¿Los abdominales en bicicleta hacen que tu cintura sea más pequeña?

Si tiene sobrepeso, deberá reducir su peso total mediante dieta y ejercicio para lograr una cintura esbelta. La reducción puntual simplemente no es posible. Sin embargo, los abdominales en bicicleta se encuentran entre los mejores ejercicios para reafirmar los músculos abdominales, informa el American Council on Exercise. De 13 ejercicios, los abdominales en bicicleta ocuparon el primer lugar para fortalecer los abdominales verticales y el segundo para fortalecer los oblicuos en un estudio realizado por investigadores de la Universidad Estatal de San Diego.

Obteniendo los Beneficios

Además de reafirmar los músculos abdominales, los abdominales en bicicleta mejoran tu postura y hacen que tu cintura luzca mejor. Los ejercicios abdominales son especialmente importantes para las personas con sobrepeso porque el exceso de grasa en esta área estira los músculos y los debilita. Al igual que otros ejercicios abdominales, los abdominales en bicicleta también estabilizan el núcleo y ayudan a prevenir lesiones, especialmente en la espalda.

Hacerlo bien

Para realizar abdominales en bicicleta, tome una posición inicial acostada en el piso boca arriba con las piernas estiradas hacia adelante. Coloque las manos detrás de la cabeza y levante las piernas con las rodillas dobladas en un ángulo de 90 grados. Manteniendo las manos detrás de la cabeza, toque la rodilla izquierda con el codo derecho y estire la pierna derecha. Luego toque su codo izquierdo con la rodilla derecha, estirando la pierna izquierda. Mantenga el movimiento de ida y vuelta, similar a pedalear una bicicleta. Peter Francis, Ph.D., del Laboratorio de Biomecánica de la Universidad Estatal de San Diego, recomienda cinco minutos de ejercicios abdominales todos los días.

Quema de grasa

Al igual que en la mayoría de los ejercicios, necesitaría continuar con los abdominales en bicicleta durante 30 minutos para quemar calorías significativas. Debido a que esto es demasiado largo para la mayoría de las personas, agregue otros tipos de ejercicio para quemar calorías, perder peso y adelgazar la cintura.

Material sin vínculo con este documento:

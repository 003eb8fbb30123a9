use std::fmt::{Display, Formatter};
use std::str::FromStr;

use serde::{Deserialize, Serialize};

use crate::ValidationError;

/// Intraday bucket sizes offered by the quote endpoint.
#[derive(Debug, Clone, Copy, PartialEq, Eq, Hash, Default, Serialize, Deserialize)]
pub enum Interval {
    #[serde(rename = "1min")]
    OneMinute,
    #[default]
    #[serde(rename = "5min")]
    FiveMinutes,
    #[serde(rename = "15min")]
    FifteenMinutes,
    #[serde(rename = "30min")]
    ThirtyMinutes,
    #[serde(rename = "60min")]
    SixtyMinutes,
}

impl Interval {
    pub const ALL: [Self; 5] = [
        Self::OneMinute,
        Self::FiveMinutes,
        Self::FifteenMinutes,
        Self::ThirtyMinutes,
        Self::SixtyMinutes,
    ];

    /// Value of the `interval` query parameter.
    pub const fn as_str(self) -> &'static str {
        match self {
            Self::OneMinute => "1min",
            Self::FiveMinutes => "5min",
            Self::FifteenMinutes => "15min",
            Self::ThirtyMinutes => "30min",
            Self::SixtyMinutes => "60min",
        }
    }

    /// Top-level key that holds the quote series in the response body.
    pub fn series_key(self) -> String {
        format!("Time Series ({})", self.as_str())
    }
}

impl Display for Interval {
    fn fmt(&self, f: &mut Formatter<'_>) -> std::fmt::Result {
        f.write_str(self.as_str())
    }
}

impl FromStr for Interval {
    type Err = ValidationError;

    fn from_str(value: &str) -> Result<Self, Self::Err> {
        let normalized = value.trim().to_ascii_lowercase();
        Self::ALL
            .into_iter()
            .find(|interval| interval.as_str() == normalized)
            .ok_or(ValidationError::InvalidInterval { value: normalized })
    }
}

#[cfg(test)]
mod tests {
    use super::*;

    #[test]
    fn parses_interval() {
        let interval = Interval::from_str(" 15MIN ").expect("must parse");
        assert_eq!(interval, Interval::FifteenMinutes);
        assert_eq!(interval.series_key(), "Time Series (15min)");
    }

    #[test]
    fn rejects_invalid_interval() {
        let err = Interval::from_str("2h").expect_err("must fail");
        assert!(matches!(err, ValidationError::InvalidInterval { .. }));
    }
}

Para los adultos sanos, el Departamento de Salud y Servicios Humanos de EE. UU. Recomienda caminar a paso ligero durante un mínimo de 150 minutos por semana, además de entrenamiento de fuerza al menos dos veces por semana, según la Clínica Mayo. Sus opciones para el entrenamiento de fuerza incluyen pesas libres, tubos de resistencia, máquinas de pesas o calistenia como flexiones, sentadillas y dominadas.

Cortar calorías

Recortará su cintura más rápido si agrega una dieta saludable para bajar de peso a su programa de ejercicios. La Clínica Mayo recomienda perder no más de aproximadamente 2 libras por semana, o según lo recomiende su médico. Por ejemplo, limite los alimentos ricos en calorías, como las carnes grasas, los quesos ricos en grasas y la mantequilla. Consuma más verduras, frutas, cereales integrales y proteínas magras. Consuma solo cantidades moderadas de grasas más saludables, como nueces, pescado y aceites naturales. La cantidad que come cuenta, así que mantenga las porciones pequeñas en todo momento. En un restaurante, por ejemplo, pida una bolsa para perros para las sobras o comparta una comida.